## Problem statement
Set down exactly, and only, the lines from the one with "EVAL_DURATION.observe(secs);" to the final line of the entries, both included.

## Stored items
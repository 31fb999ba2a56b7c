//! Swap/bridge execution
//!
//! The state machine that turns a confirmed quote into on-chain reality:
//! approval, source-chain submission, and detached completion polling with
//! explicit teardown.

pub mod machine;
pub mod polling;

pub use machine::{BridgeTransaction, ExecutionStatus, SwapExecutor, SwapParams};
pub use polling::{PollHandle, PollOutcome};
//! Prometheus metrics for monitoring
//!
//! Exposes metrics for:
//! - Cache traffic and dedupe fan-in
//! - Upstream request volume and rate-limit waits
//! - Quote resolutions and retries
//! - Execution outcomes and bridge polling
//! - Order trigger evaluation

use crate::error::EngineResult;

use axum::{routing::get, Router};
use lazy_static::lazy_static;
use prometheus::{
    register_counter, register_counter_vec, register_histogram, Counter, CounterVec, Encoder,
    Histogram, TextEncoder,
};
use std::net::SocketAddr;
use tracing::info;

lazy_static! {
    // Coordinator metrics
    pub static ref CACHE_HITS: Counter = register_counter!(
        "crossflow_cache_hits_total",
        "Total coordinator cache hits"
    ).unwrap();

    pub static ref CACHE_MISSES: Counter = register_counter!(
        "crossflow_cache_misses_total",
        "Total coordinator cache misses"
    ).unwrap();

    pub static ref DEDUPE_FANIN: Counter = register_counter!(
        "crossflow_dedupe_fanin_total",
        "Callers joined onto an already in-flight request"
    ).unwrap();

    pub static ref UPSTREAM_REQUESTS: Counter = register_counter!(
        "crossflow_upstream_requests_total",
        "Requests actually dispatched to providers"
    ).unwrap();

    pub static ref RATE_LIMIT_WAITS: Counter = register_counter!(
        "crossflow_rate_limit_waits_total",
        "One-second waits spent near the rate-limit ceiling"
    ).unwrap();

    // Resolver metrics
    pub static ref QUOTE_RESOLUTIONS: CounterVec = register_counter_vec!(
        "crossflow_quote_resolutions_total",
        "Quote resolutions by outcome",
        &["outcome"]
    ).unwrap();

    pub static ref QUOTE_RETRIES: Counter = register_counter!(
        "crossflow_quote_retries_total",
        "Quote fetch retries after transient failures"
    ).unwrap();

    // Execution metrics
    pub static ref EXECUTIONS: CounterVec = register_counter_vec!(
        "crossflow_executions_total",
        "Swap/bridge executions by terminal result",
        &["result"]
    ).unwrap();

    pub static ref BRIDGE_POLL_TICKS: Counter = register_counter!(
        "crossflow_bridge_poll_ticks_total",
        "Bridge completion poll ticks"
    ).unwrap();

    pub static ref APPROVAL_TIMEOUTS: Counter = register_counter!(
        "crossflow_approval_timeouts_total",
        "Approval confirmations that timed out and proceeded optimistically"
    ).unwrap();

    // Order metrics
    pub static ref ORDERS_TRIGGERED: CounterVec = register_counter_vec!(
        "crossflow_orders_triggered_total",
        "Orders triggered by sub-condition",
        &["kind"]
    ).unwrap();

    pub static ref ORDERS_EXPIRED: Counter = register_counter!(
        "crossflow_orders_expired_total",
        "Orders expired by the sweep"
    ).unwrap();

    pub static ref ORDER_EVAL_ERRORS: Counter = register_counter!(
        "crossflow_order_eval_errors_total",
        "Per-order evaluation failures"
    ).unwrap();

    pub static ref EVAL_DURATION: Histogram = register_histogram!(
        "crossflow_eval_cycle_duration_seconds",
        "Trigger evaluation cycle duration",
        vec![0.05, 0.1, 0.25, 0.5, 1.0, 2.5, 5.0, 10.0, 30.0]
    ).unwrap();

    // Health metrics
    pub static ref HEALTH_CHECK_SUCCESS: Counter = register_counter!(
        "crossflow_health_check_success_total",
        "Total successful health checks"
    ).unwrap();

    pub static ref HEALTH_CHECK_FAILURE: Counter = register_counter!(
        "crossflow_health_check_failure_total",
        "Total failed health checks"
    ).unwrap();
}

/// Prometheus metrics server
pub struct MetricsServer {
    port: u16,
}

impl MetricsServer {
    pub fn new(port: u16) -> Self {
        Self { port }
    }

    pub async fn run(&self) -> EngineResult<()> {
        let app = Router::new().route("/metrics", get(metrics_handler));

        let addr = SocketAddr::from(([0, 0, 0, 0], self.port));
        info!("Starting metrics server on {}", addr);

        let listener = tokio::net::TcpListener::bind(&addr)
            .await
            .map_err(|e| crate::error::EngineError::Config(e.to_string()))?;
        axum::serve(listener, app)
            .await
            .map_err(|e| crate::error::EngineError::Internal(e.to_string()))?;

        Ok(())
    }
}

async fn metrics_handler() -> String {
    let encoder = TextEncoder::new();
    let metric_families = prometheus::gather();
    let mut buffer = Vec::new();
    if encoder.encode(&metric_families, &mut buffer).is_err() {
        return String::new();
    }
    String::from_utf8(buffer).unwrap_or_default()
}

// Helper functions to record metrics

pub fn record_cache_hit() {
    CACHE_HITS.inc();
}

pub fn record_cache_miss() {
    CACHE_MISSES.inc();
}

pub fn record_dedupe_fanin() {
    DEDUPE_FANIN.inc();
}

pub fn record_upstream_request() {
    UPSTREAM_REQUESTS.inc();
}

pub fn record_rate_limit_wait() {
    RATE_LIMIT_WAITS.inc();
}

pub fn record_quote_resolution(outcome: &str) {
    QUOTE_RESOLUTIONS.with_label_values(&[outcome]).inc();
}

pub fn record_quote_retry() {
    QUOTE_RETRIES.inc();
}

pub fn record_execution(result: &str) {
    EXECUTIONS.with_label_values(&[result]).inc();
}

pub fn record_bridge_poll_tick() {
    BRIDGE_POLL_TICKS.inc();
}

pub fn record_approval_timeout() {
    APPROVAL_TIMEOUTS.inc();
}

pub fn record_order_triggered(kind: &str) {
    ORDERS_TRIGGERED.with_label_values(&[kind]).inc();
}

pub fn record_order_expired() {
    ORDERS_EXPIRED.inc();
}

pub fn record_order_eval_error() {
    ORDER_EVAL_ERRORS.inc();
}

pub fn observe_eval_duration(secs: f64) {
    EVAL_DURATION.observe(secs);
}

pub fn record_health_check() {
    HEALTH_CHECK_SUCCESS.inc();
}

pub fn record_health_check_failure() {
    HEALTH_CHECK_FAILURE.inc();
}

## Task result
    EVAL_DURATION.observe(secs);
}

pub fn record_health_check() {
    HEALTH_CHECK_SUCCESS.inc();
}

pub fn record_health_check_failure() {
    HEALTH_CHECK_FAILURE.inc();
}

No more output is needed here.